Shepard commended Garcia for being the longest-serving secretary of the Higher Education Department. "It pays dividends. When I stumbled, he picked me up."

"I am concerned about having a globally competitive workforce," Garcia said. "Western and the other higher education institutions are at the forefront."

The next speaker was David Lepre, Council of University Presidents executive director.

"Difficult times were significant across the country," Lepre said. "Higher education is where states balance their budgets. Higher education was in that position for four years. The impact was $260 million. UNM lost 1,000 employees, while it picked up 1,500 new students.

"Now we are transitioning from expenditures-based to outcomes-based incentives," Lepre said. "I believe it is in our best interests to continue to move in this direction. We ask that the approach be thoughtful, conscious, well-planned out and responsive."

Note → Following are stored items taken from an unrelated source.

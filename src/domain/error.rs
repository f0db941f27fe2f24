//! Domain error types.

/// Top-level error type for trendscope.
#[derive(Debug, thiserror::Error)]
pub enum TrendscopeError {
    #[error("no data for {symbol}")]
    NoData { symbol: String },

    #[error("insufficient data for {symbol}: {bars} bars left after indicator warm-up, need {minimum}")]
    InsufficientWarmup {
        symbol: String,
        bars: usize,
        minimum: usize,
    },

    #[error("failed to fetch {symbol}: {reason}")]
    Fetch { symbol: String, reason: String },

    #[error("config parse error in {file}: {reason}")]
    ConfigParse { file: String, reason: String },

    #[error("missing config key [{section}] {key}")]
    ConfigMissing { section: String, key: String },

    #[error("invalid config value [{section}] {key}: {reason}")]
    ConfigInvalid {
        section: String,
        key: String,
        reason: String,
    },

    #[error(transparent)]
    Csv(#[from] csv::Error),

    #[error(transparent)]
    Io(#[from] std::io::Error),
}

impl From<&TrendscopeError> for std::process::ExitCode {
    fn from(err: &TrendscopeError) -> Self {
        let code: u8 = match err {
            TrendscopeError::Io(_) | TrendscopeError::Csv(_) => 1,
            TrendscopeError::ConfigParse { .. }
            | TrendscopeError::ConfigMissing { .. }
            | TrendscopeError::ConfigInvalid { .. } => 2,
            TrendscopeError::NoData { .. }
            | TrendscopeError::InsufficientWarmup { .. }
            | TrendscopeError::Fetch { .. } => 5,
        };
        std::process::ExitCode::from(code)
    }
}
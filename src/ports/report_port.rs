//! Report generation port trait.

use crate::domain::error::TrendscopeError;
use crate::domain::report::{BacktestReport, PortfolioReport, ScreenReport};

/// Port for presenting or persisting pipeline results.
///
/// Every method defaults to doing nothing, so a writer only implements the
/// reports it handles.
pub trait ReportPort {
    fn write_backtest(&self, _report: &BacktestReport) -> Result<(), TrendscopeError> {
        Ok(())
    }

    fn write_screen(&self, _report: &ScreenReport) -> Result<(), TrendscopeError> {
        Ok(())
    }

    fn write_portfolio(&self, _report: &PortfolioReport) -> Result<(), TrendscopeError> {
        Ok(())
    }
}
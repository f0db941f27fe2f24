//! Latest-bar trend + momentum screen.

use std::cmp::Ordering;

use crate::domain::indicator_rows::IndicatorRow;

/// Open RSI band a passing symbol must sit in.
pub const SCREEN_RSI_LOWER: f64 = 50.0;
pub const SCREEN_RSI_UPPER: f64 = 70.0;

#[derive(Debug, Clone, PartialEq)]
pub struct ScreenResult {
    pub symbol: String,
    pub close: f64,
    pub ema20: f64,
    pub ema50: f64,
    pub rsi14: f64,
    pub uptrend: bool,
    pub price_above_ema20: bool,
    pub rsi_in_band: bool,
    pub passes_screen: bool,
}

pub fn screen_row(symbol: &str, row: &IndicatorRow) -> ScreenResult {
    let uptrend = row.ema20 > row.ema50;
    let price_above_ema20 = row.close() > row.ema20;
    let rsi_in_band = row.rsi14 > SCREEN_RSI_LOWER && row.rsi14 < SCREEN_RSI_UPPER;

    ScreenResult {
        symbol: symbol.to_string(),
        close: row.close(),
        ema20: row.ema20,
        ema50: row.ema50,
        rsi14: row.rsi14,
        uptrend,
        price_above_ema20,
        rsi_in_band,
        passes_screen: uptrend && price_above_ema20 && rsi_in_band,
    }
}

/// Screen the most recent row, `None` when there are no rows.
pub fn screen_latest(symbol: &str, rows: &[IndicatorRow]) -> Option<ScreenResult> {
    rows.last().map(|row| screen_row(symbol, row))
}

/// Passing results ordered by ascending RSI.
pub fn passing_candidates(results: &[ScreenResult]) -> Vec<ScreenResult> {
    let mut candidates: Vec<ScreenResult> = results
        .iter()
        .filter(|r| r.passes_screen)
        .cloned()
        .collect();
    candidates.sort_by(|a, b| a.rsi14.partial_cmp(&b.rsi14).unwrap_or(Ordering::Equal));
    candidates
}
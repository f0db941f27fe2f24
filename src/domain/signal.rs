//! Backtest buy signal and its entry/exit transitions.

use crate::domain::indicator_rows::IndicatorRow;

/// RSI level the backtest requires for momentum confirmation.
pub const BACKTEST_RSI_THRESHOLD: f64 = 55.0;

#[derive(Debug, Clone, PartialEq)]
pub struct SignalRow {
    pub row: IndicatorRow,
    pub buy_signal: bool,
    pub entry_flag: bool,
    pub exit_flag: bool,
}

/// Uptrend (EMA20 above EMA50) confirmed by RSI above `threshold`.
pub fn buy_signal(row: &IndicatorRow, threshold: f64) -> bool {
    row.ema20 > row.ema50 && row.rsi14 > threshold
}

/// Evaluate the buy signal on every row and flag its transitions.
///
/// The first row has no prior state and never carries a flag.
pub fn evaluate_signals(rows: &[IndicatorRow]) -> Vec<SignalRow> {
    let mut prev: Option<bool> = None;
    rows.iter()
        .map(|row| {
            let signal = buy_signal(row, BACKTEST_RSI_THRESHOLD);
            let entry_flag = prev == Some(false) && signal;
            let exit_flag = prev == Some(true) && !signal;
            prev = Some(signal);
            SignalRow {
                row: row.clone(),
                buy_signal: signal,
                entry_flag,
                exit_flag,
            }
        })
        .collect()
}
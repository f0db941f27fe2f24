//! Fetch windows: explicit date ranges or lookback periods like `200d` / `1y`.

use chrono::{Days, Months, NaiveDate};
use std::fmt;
use std::str::FromStr;

use crate::domain::ohlcv::OhlcvBar;

#[derive(Debug, Clone, Copy, PartialEq, Eq)]
pub enum Period {
    Days(u32),
    Weeks(u32),
    Months(u32),
    Years(u32),
    Max,
}

#[derive(Debug, Clone, PartialEq, Eq, thiserror::Error)]
#[error("invalid period '{0}', expected e.g. 200d, 4wk, 6mo, 1y or max")]
pub struct PeriodParseError(pub String);

impl FromStr for Period {
    type Err = PeriodParseError;

    fn from_str(s: &str) -> Result<Self, Self::Err> {
        let s = s.trim().to_lowercase();
        if s == "max" {
            return Ok(Period::Max);
        }
        let split = s
            .find(|c: char| !c.is_ascii_digit())
            .ok_or_else(|| PeriodParseError(s.clone()))?;
        let (digits, unit) = s.split_at(split);
        let n: u32 = digits.parse().map_err(|_| PeriodParseError(s.clone()))?;
        if n == 0 {
            return Err(PeriodParseError(s));
        }
        match unit {
            "d" => Ok(Period::Days(n)),
            "wk" => Ok(Period::Weeks(n)),
            "mo" => Ok(Period::Months(n)),
            "y" => Ok(Period::Years(n)),
            _ => Err(PeriodParseError(s.clone())),
        }
    }
}

impl fmt::Display for Period {
    fn fmt(&self, f: &mut fmt::Formatter<'_>) -> fmt::Result {
        match self {
            Period::Days(n) => write!(f, "{}d", n),
            Period::Weeks(n) => write!(f, "{}wk", n),
            Period::Months(n) => write!(f, "{}mo", n),
            Period::Years(n) => write!(f, "{}y", n),
            Period::Max => write!(f, "max"),
        }
    }
}

impl Period {
    /// Earliest date (exclusive) covered when looking back from `anchor`.
    /// `None` means unbounded.
    pub fn cutoff(&self, anchor: NaiveDate) -> Option<NaiveDate> {
        match *self {
            Period::Days(n) => anchor.checked_sub_days(Days::new(n as u64)),
            Period::Weeks(n) => anchor.checked_sub_days(Days::new(n as u64 * 7)),
            Period::Months(n) => anchor.checked_sub_months(Months::new(n)),
            Period::Years(n) => anchor.checked_sub_months(Months::new(n.saturating_mul(12))),
            Period::Max => None,
        }
    }
}

#[derive(Debug, Clone, Copy, PartialEq, Eq)]
pub enum BarInterval {
    Daily,
}

#[derive(Debug, Clone, PartialEq, Eq, thiserror::Error)]
#[error("unsupported bar interval '{0}', only 1d is available")]
pub struct IntervalParseError(pub String);

impl FromStr for BarInterval {
    type Err = IntervalParseError;

    fn from_str(s: &str) -> Result<Self, Self::Err> {
        match s.trim().to_lowercase().as_str() {
            "1d" | "daily" => Ok(BarInterval::Daily),
            other => Err(IntervalParseError(other.to_string())),
        }
    }
}

impl fmt::Display for BarInterval {
    fn fmt(&self, f: &mut fmt::Formatter<'_>) -> fmt::Result {
        match self {
            BarInterval::Daily => write!(f, "1d"),
        }
    }
}

#[derive(Debug, Clone, Copy, PartialEq, Eq)]
pub enum DataWindow {
    /// `start` inclusive, `end` exclusive.
    Range { start: NaiveDate, end: NaiveDate },
    /// Anchored at the latest available bar.
    Lookback(Period),
}

impl DataWindow {
    /// Keep the bars inside the window. Input must be date ordered.
    pub fn select(&self, bars: Vec<OhlcvBar>) -> Vec<OhlcvBar> {
        match *self {
            DataWindow::Range { start, end } => bars
                .into_iter()
                .filter(|b| b.date >= start && b.date < end)
                .collect(),
            DataWindow::Lookback(period) => {
                let cutoff = bars.last().and_then(|b| period.cutoff(b.date));
                match cutoff {
                    Some(cutoff) => bars.into_iter().filter(|b| b.date > cutoff).collect(),
                    None => bars,
                }
            }
        }
    }
}

impl fmt::Display for DataWindow {
    fn fmt(&self, f: &mut fmt::Formatter<'_>) -> fmt::Result {
        match self {
            DataWindow::Range { start, end } => write!(f, "{} to {}", start, end),
            DataWindow::Lookback(period) => write!(f, "last {}", period),
        }
    }
}

#[derive(Debug, Clone, Copy, PartialEq, Eq)]
pub struct FetchRequest {
    pub window: DataWindow,
    pub interval: BarInterval,
}
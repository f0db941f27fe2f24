//! Bars joined with RSI(14), EMA(20) and EMA(50).
//!
//! Rows are only produced where all three indicators are defined.

use crate::domain::error::TrendscopeError;
use crate::domain::indicator::ema::calculate_ema;
use crate::domain::indicator::rsi::calculate_rsi;
use crate::domain::indicator::IndicatorType;
use crate::domain::ohlcv::OhlcvBar;

pub const RSI_PERIOD: usize = 14;
pub const EMA_FAST: usize = 20;
pub const EMA_SLOW: usize = 50;

#[derive(Debug, Clone, PartialEq)]
pub struct IndicatorRow {
    pub bar: OhlcvBar,
    pub rsi14: f64,
    pub ema20: f64,
    pub ema50: f64,
}

impl IndicatorRow {
    pub fn close(&self) -> f64 {
        self.bar.close
    }
}

/// Bars needed before the first row can be emitted.
pub fn min_bars_required() -> usize {
    let longest_warmup = [
        IndicatorType::Rsi(RSI_PERIOD),
        IndicatorType::Ema(EMA_FAST),
        IndicatorType::Ema(EMA_SLOW),
    ]
    .iter()
    .map(IndicatorType::warmup)
    .max()
    .unwrap_or(0);
    longest_warmup + 1
}

pub fn compute_indicator_rows(bars: &[OhlcvBar]) -> Vec<IndicatorRow> {
    let rsi = calculate_rsi(bars, RSI_PERIOD);
    let ema_fast = calculate_ema(bars, EMA_FAST);
    let ema_slow = calculate_ema(bars, EMA_SLOW);

    bars.iter()
        .enumerate()
        .filter_map(|(i, bar)| {
            Some(IndicatorRow {
                bar: bar.clone(),
                rsi14: rsi.value_at(i)?,
                ema20: ema_fast.value_at(i)?,
                ema50: ema_slow.value_at(i)?,
            })
        })
        .collect()
}

/// Like [`compute_indicator_rows`], but an empty result is an error naming the symbol.
pub fn require_indicator_rows(
    symbol: &str,
    bars: &[OhlcvBar],
) -> Result<Vec<IndicatorRow>, TrendscopeError> {
    if bars.is_empty() {
        return Err(TrendscopeError::NoData {
            symbol: symbol.to_string(),
        });
    }
    let rows = compute_indicator_rows(bars);
    if rows.is_empty() {
        return Err(TrendscopeError::InsufficientWarmup {
            symbol: symbol.to_string(),
            bars: bars.len(),
            minimum: min_bars_required(),
        });
    }
    Ok(rows)
}

#[cfg(test)]
mod tests {
    use super::*;
    use chrono::NaiveDate;

    fn trending_bars(count: usize) -> Vec<OhlcvBar> {
        let start = NaiveDate::from_ymd_opt(2024, 1, 1).unwrap();
        (0..count)
            .map(|i| {
                let close = 100.0 + i as f64 + if i % 3 == 0 { -2.0 } else { 0.0 };
                OhlcvBar {
                    symbol: "INFY.NS".into(),
                    date: start + chrono::Duration::days(i as i64),
                    open: close,
                    high: close + 1.0,
                    low: close - 1.0,
                    close,
                    volume: 1000,
                }
            })
            .collect()
    }

    #[test]
    fn min_bars_is_slow_ema_window() {
        assert_eq!(min_bars_required(), 50);
    }

    #[test]
    fn warmup_rows_are_dropped() {
        let bars = trending_bars(60);
        let rows = compute_indicator_rows(&bars);
        assert_eq!(rows.len(), 60 - 49);
        assert_eq!(rows[0].bar.date, bars[49].date);
        assert_eq!(rows.last().unwrap().bar.date, bars[59].date);
    }

    #[test]
    fn no_rows_before_warmup() {
        assert!(compute_indicator_rows(&trending_bars(49)).is_empty());
        assert_eq!(compute_indicator_rows(&trending_bars(50)).len(), 1);
    }

    #[test]
    fn require_rows_reports_no_data() {
        let err = require_indicator_rows("SBIN.NS", &[]).unwrap_err();
        assert!(matches!(err, TrendscopeError::NoData { symbol } if symbol == "SBIN.NS"));
    }

    #[test]
    fn require_rows_reports_warmup() {
        let err = require_indicator_rows("SBIN.NS", &trending_bars(30)).unwrap_err();
        assert!(matches!(
            err,
            TrendscopeError::InsufficientWarmup { bars: 30, minimum: 50, .. }
        ));
    }

    #[test]
    fn recompute_is_bit_identical() {
        let bars = trending_bars(120);
        let a = compute_indicator_rows(&bars);
        let b = compute_indicator_rows(&bars);
        assert_eq!(a.len(), b.len());
        for (x, y) in a.iter().zip(&b) {
            assert_eq!(x.rsi14.to_bits(), y.rsi14.to_bits());
            assert_eq!(x.ema20.to_bits(), y.ema20.to_bits());
            assert_eq!(x.ema50.to_bits(), y.ema50.to_bits());
        }
    }
}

He said he wants students to complete their degrees and go into professional jobs. "The recommendations on the table right now have a general wave of support.  The program measure is completion of 32 credit hours, which is the common core. The common core is the hours that are transferrable. The second measure is 64 credits. This is when students achieve their junior year, are pursuing what their interest is, and the graduation rate jumps to 85 percent."

The rest of the meeting, which consisted of various reports, as well as discussion on bond sales for future construction, will be covered in one or more subsequent articles.